Il écrit bien mais il aime ce qui est sombre, et effectivement le destin de Médée n’est pas très joyeux. Je comprends qu’on puisse avoir envie de le lire plus tard 😉
A te lire, on ne dirait pas vraiment un roman… Pas un essai non plus… Comment le qualifierais-tu ?

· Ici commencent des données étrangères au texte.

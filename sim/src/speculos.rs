// Copyright (c) 2022-2023 The MobileCoin Foundation

//! Backend for a running speculos instance
//!
//! APDUs are exchanged over the speculos TCP socket, buttons / touches
//! and screen capture use the HTTP automation API.

use std::{net::SocketAddr, ops::Deref, time::Duration};

use async_trait::async_trait;
use image::RgbaImage;
use ledger_apdu::{APDUAnswer, APDUCommand};
use ledger_mavryk::{TcpOptions, TransportTcp};
use ledger_sim::{Action, Button, Handle};
use ledger_transport::Exchange;
use log::{debug, trace};
use serde::Deserialize;
use serde_json::json;

use crate::{Backend, Error, Event, Model, Position, SimOptions};

/// Delay between touch press and release
const TOUCH_DELAY: f32 = 0.1;

#[derive(Deserialize)]
struct Events {
    events: Vec<Event>,
}

/// Speculos backend, combining the APDU and HTTP interfaces
///
/// Buttons and screenshots use the speculos [Handle] calls, touches and
/// screen events are issued here.
pub struct SpeculosBackend {
    transport: TransportTcp,
    client: reqwest::Client,
    addr: SocketAddr,
    model: Model,
    home: Option<RgbaImage>,
}

impl SpeculosBackend {
    /// Connect to a speculos instance launched with `opts`
    ///
    /// This retries until the simulator is reachable or `timeout` elapses,
    /// then records the app home screen.
    pub async fn connect(opts: &SimOptions, timeout: Duration) -> Result<Self, Error> {
        let addr = SocketAddr::from(([127, 0, 0, 1], opts.http_port));

        debug!("Connecting to speculos (apdu: {}, http: {addr})", opts.apdu_port);

        let transport = TransportTcp::connect_timeout(TcpOptions::new(opts.apdu_port), timeout).await?;

        let mut s = Self {
            transport,
            client: reqwest::Client::new(),
            addr,
            model: opts.model,
            home: None,
        };

        // Await HTTP API availability
        let home = tokio::time::timeout(timeout, async {
            loop {
                match Backend::screenshot(&s).await {
                    Ok(i) => return i,
                    Err(e) => trace!("Screenshot failed: {e}"),
                }
                tokio::time::sleep(Duration::from_millis(200)).await;
            }
        })
        .await?;

        s.home = Some(home);

        Ok(s)
    }

    fn url(&self, path: &str) -> String {
        format!("http://{}/{path}", self.addr)
    }

    /// Discard recorded screen events
    pub async fn clear_events(&self) -> Result<(), Error> {
        self.client
            .delete(self.url("events"))
            .send()
            .await?
            .error_for_status()?;
        Ok(())
    }
}

impl Handle for SpeculosBackend {
    fn addr(&self) -> SocketAddr {
        self.addr
    }
}

#[async_trait]
impl Exchange for SpeculosBackend {
    type Error = Error;
    type AnswerType = Vec<u8>;

    async fn exchange<I>(&self, command: &APDUCommand<I>) -> Result<APDUAnswer<Vec<u8>>, Error>
    where
        I: Deref<Target = [u8]> + Send + Sync,
    {
        Ok(self.transport.exchange(command).await?)
    }
}

#[async_trait]
impl Backend for SpeculosBackend {
    fn model(&self) -> Model {
        self.model
    }

    fn home_screen(&self) -> Option<&RgbaImage> {
        self.home.as_ref()
    }

    async fn button(&self, button: Button, action: Action) -> Result<(), Error> {
        trace!("Button {button} {action}");

        Ok(Handle::button(self, button, action).await?)
    }

    async fn finger_touch(&self, pos: Position) -> Result<(), Error> {
        trace!("Touch at {pos:?}");

        self.client
            .post(self.url("finger"))
            .json(&json!({
                "action": Action::PressAndRelease,
                "x": pos.x,
                "y": pos.y,
                "delay": TOUCH_DELAY,
            }))
            .send()
            .await?
            .error_for_status()?;

        Ok(())
    }

    async fn finger_swipe(&self, from: Position, to: Position) -> Result<(), Error> {
        trace!("Swipe from {from:?} to {to:?}");

        self.client
            .post(self.url("finger"))
            .json(&json!({
                "action": Action::PressAndRelease,
                "x": from.x,
                "y": from.y,
                "x1": to.x,
                "y1": to.y,
                "delay": TOUCH_DELAY,
            }))
            .send()
            .await?
            .error_for_status()?;

        Ok(())
    }

    async fn screenshot(&self) -> Result<RgbaImage, Error> {
        Ok(Handle::screenshot(self).await?.to_rgba8())
    }

    async fn events(&self) -> Result<Vec<Event>, Error> {
        let e: Events = self
            .client
            .get(self.url("events?currentscreenonly=true"))
            .send()
            .await?
            .error_for_status()?
            .json()
            .await?;

        Ok(e.events)
    }
}
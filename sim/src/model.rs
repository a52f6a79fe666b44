// Copyright (c) 2022-2023 The MobileCoin Foundation

use strum::{Display, EnumString};

/// Device model for simulation
#[derive(Copy, Clone, Debug, PartialEq, Eq, Hash, Display, EnumString, clap::ValueEnum)]
#[strum(serialize_all = "lowercase")]
#[value(rename_all = "lower")]
pub enum Model {
    NanoS,
    NanoSP,
    NanoX,
    Stax,
    Flex,
}

/// Screen coordinate for touch devices
#[derive(Copy, Clone, Debug, PartialEq, Eq)]
pub struct Position {
    pub x: u32,
    pub y: u32,
}

impl Position {
    pub const fn new(x: u32, y: u32) -> Self {
        Self { x, y }
    }
}

impl Model {
    /// Nano devices are navigated with buttons, others by touch
    pub fn is_nano(&self) -> bool {
        matches!(self, Model::NanoS | Model::NanoSP | Model::NanoX)
    }

    /// Screen size in pixels (width, height)
    pub fn screen_size(&self) -> (u32, u32) {
        match self {
            Model::NanoS => (128, 32),
            Model::NanoSP | Model::NanoX => (128, 64),
            Model::Stax => (400, 672),
            Model::Flex => (480, 600),
        }
    }

    /// Speculos driver model, touch models are not enumerated by the driver
    pub fn sim_model(&self) -> Option<ledger_sim::Model> {
        match self {
            Model::NanoS => Some(ledger_sim::Model::NanoS),
            Model::NanoSP => Some(ledger_sim::Model::NanoSP),
            Model::NanoX => Some(ledger_sim::Model::NanoX),
            Model::Stax | Model::Flex => None,
        }
    }

    /// Speculos target name, as passed with `--model`
    pub fn target(&self) -> &'static str {
        match self.sim_model() {
            Some(m) => m.target(),
            None if *self == Model::Stax => "stax",
            None => "flex",
        }
    }

    /// SDK API level passed to speculos, if required for the model
    pub fn api_level(&self) -> Option<u32> {
        match self {
            Model::NanoS => None,
            Model::NanoSP | Model::NanoX => Some(5),
            Model::Stax | Model::Flex => Some(22),
        }
    }

    /// Screen centre, used as the start of swipes and to dismiss status pages
    pub fn center(&self) -> Position {
        let (w, h) = self.screen_size();
        Position::new(w / 2, h / 2)
    }

    /// Confirm button of a choice page
    pub fn choice_confirm(&self) -> Option<Position> {
        match self {
            Model::Stax => Some(Position::new(200, 515)),
            Model::Flex => Some(Position::new(240, 435)),
            _ => None,
        }
    }

    /// Exit button of the address QR code page
    pub fn qr_exit(&self) -> Option<Position> {
        match self {
            Model::Stax => Some(Position::new(200, 606)),
            Model::Flex => Some(Position::new(240, 550)),
            _ => None,
        }
    }

    /// Button showing the address QR code
    pub fn qr_show(&self) -> Option<Position> {
        match self {
            Model::Stax => Some(Position::new(36, 515)),
            Model::Flex => Some(Position::new(56, 435)),
            _ => None,
        }
    }

    /// Settings button on the home page
    pub fn home_settings(&self) -> Option<Position> {
        match self {
            Model::Stax => Some(Position::new(342, 55)),
            Model::Flex => Some(Position::new(405, 75)),
            _ => None,
        }
    }

    /// Exit button of the settings page
    pub fn settings_exit(&self) -> Option<Position> {
        match self {
            Model::Stax => Some(Position::new(36, 606)),
            Model::Flex => Some(Position::new(56, 545)),
            _ => None,
        }
    }

    /// Toggle for the setting at `index` on a settings page
    pub fn settings_toggle(&self, index: u32) -> Option<Position> {
        let (top, step, x) = match self {
            Model::Stax => (130, 88, 350),
            Model::Flex => (145, 96, 420),
            _ => return None,
        };

        Some(Position::new(x, top + index.saturating_sub(1) * step))
    }
}

impl From<ledger_sim::Model> for Model {
    fn from(m: ledger_sim::Model) -> Self {
        match m {
            ledger_sim::Model::NanoS => Model::NanoS,
            ledger_sim::Model::NanoSP => Model::NanoSP,
            ledger_sim::Model::NanoX => Model::NanoX,
        }
    }
}

/// Descriptor for the simulated device
#[derive(Copy, Clone, Debug, PartialEq, Eq, Hash)]
pub struct Device {
    pub model: Model,
}

impl Device {
    pub fn new(model: Model) -> Self {
        Self { model }
    }

    /// Device name, used for snapshot directories
    pub fn name(&self) -> String {
        self.model.to_string()
    }

    pub fn is_nano(&self) -> bool {
        self.model.is_nano()
    }
}

impl From<Model> for Device {
    fn from(model: Model) -> Self {
        Self::new(model)
    }
}
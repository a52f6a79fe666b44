// Copyright (c) 2022-2023 The MobileCoin Foundation

//! Drivers for launching speculos
//!
//! Nano models run through the speculos [GenericDriver]. Touch models
//! (Stax, Flex) are not enumerated by the driver options, so these are
//! launched from a local speculos install by [TouchDriver].

use std::{
    net::{IpAddr, Ipv4Addr, SocketAddr},
    process::Stdio,
};

use async_trait::async_trait;
use ledger_sim::{Driver, DriverMode, GenericDriver, GenericHandle, Handle, Options};
use log::debug;
use tokio::process::{Child, Command};

use crate::{Error, Model};

/// Local speculos driver for touch models
#[derive(Copy, Clone, Debug, PartialEq)]
pub struct TouchDriver {
    model: Model,
}

/// Handle to a touch model speculos process
#[derive(Debug)]
pub struct TouchHandle {
    /// HTTP API socket address
    addr: SocketAddr,
    child: Child,
}

impl TouchDriver {
    pub fn new(model: Model) -> Self {
        Self { model }
    }

    /// Speculos arguments for `opts`, with the model replaced
    pub fn args(&self, opts: &Options) -> Vec<String> {
        opts.args()
            .into_iter()
            .map(|a| match a.starts_with("--model=") {
                true => format!("--model={}", self.model.target()),
                false => a,
            })
            .collect()
    }
}

#[async_trait]
impl Driver for TouchDriver {
    type Handle = TouchHandle;

    async fn run(&self, app: &str, opts: Options) -> anyhow::Result<Self::Handle> {
        let mut cmd = Command::new("speculos.py");

        cmd.kill_on_drop(true)
            .stdin(Stdio::null())
            .args(self.args(&opts));

        if let Some(root) = &opts.root {
            let path = std::env::var("PATH").unwrap_or_default();
            cmd.env("PATH", format!("{path}:{root}"));
        }

        cmd.arg(app);

        debug!("Command: {:?}", cmd);

        let child = cmd.spawn()?;

        let addr = SocketAddr::new(IpAddr::V4(Ipv4Addr::LOCALHOST), opts.http_port);
        Ok(TouchHandle { addr, child })
    }

    async fn wait(&self, handle: &mut Self::Handle) -> anyhow::Result<()> {
        let s = handle.child.wait().await?;

        debug!("Simulator exited with {s}");

        Ok(())
    }

    async fn exit(&self, mut handle: Self::Handle) -> anyhow::Result<()> {
        handle.child.kill().await?;
        Ok(())
    }
}

impl Handle for TouchHandle {
    fn addr(&self) -> SocketAddr {
        self.addr
    }
}

/// Driver selected by model and [DriverMode]
pub enum SimDriver {
    Generic(GenericDriver),
    Touch(TouchDriver),
}

/// Handle for use with [SimDriver]
#[derive(Debug)]
pub enum SimHandle {
    Generic(GenericHandle),
    Touch(TouchHandle),
}

impl SimDriver {
    /// Select a driver for `model`
    ///
    /// Touch models are only available with [DriverMode::Local].
    pub fn new(mode: DriverMode, model: Model) -> Result<Self, Error> {
        match (model.sim_model(), mode) {
            (Some(_), _) => Ok(Self::Generic(GenericDriver::new(mode)?)),
            (None, DriverMode::Local) => Ok(Self::Touch(TouchDriver::new(model))),
            (None, _) => Err(Error::Launch(format!("{model} requires the local driver"))),
        }
    }
}

#[async_trait]
impl Driver for SimDriver {
    type Handle = SimHandle;

    async fn run(&self, app: &str, opts: Options) -> anyhow::Result<Self::Handle> {
        let h = match self {
            SimDriver::Generic(d) => d.run(app, opts).await.map(SimHandle::Generic)?,
            SimDriver::Touch(d) => d.run(app, opts).await.map(SimHandle::Touch)?,
        };

        Ok(h)
    }

    async fn wait(&self, handle: &mut Self::Handle) -> anyhow::Result<()> {
        match (self, handle) {
            (SimDriver::Generic(d), SimHandle::Generic(h)) => d.wait(h).await,
            (SimDriver::Touch(d), SimHandle::Touch(h)) => d.wait(h).await,
            _ => Err(anyhow::anyhow!("driver / handle mismatch")),
        }
    }

    async fn exit(&self, handle: Self::Handle) -> anyhow::Result<()> {
        match (self, handle) {
            (SimDriver::Generic(d), SimHandle::Generic(h)) => d.exit(h).await,
            (SimDriver::Touch(d), SimHandle::Touch(h)) => d.exit(h).await,
            _ => Err(anyhow::anyhow!("driver / handle mismatch")),
        }
    }
}

impl Handle for SimHandle {
    fn addr(&self) -> SocketAddr {
        match self {
            SimHandle::Generic(h) => h.addr(),
            SimHandle::Touch(h) => h.addr(),
        }
    }
}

Ça se lit comme un roman mais avec la gravité d’un essai
Très tentée, et merci pour ce rappel sur Médée
De rien ! David Vann se distingue par rapport à ses choix mais écrit toujours aussi bien 🙂
Je ne suis pas fan de Mythologie et pourtant ce livre m’a enchantée ! il m’a fallu environ 40 pages pour m’habituer ( le temps d’arrêter de chercher qui est qui), mais après je l’ai dévoré ! j’ai adoré l’écriture de l’auteur, et pendant toute ma lecture je n’arrêtais pas de dire : ce mec est un génie des mots !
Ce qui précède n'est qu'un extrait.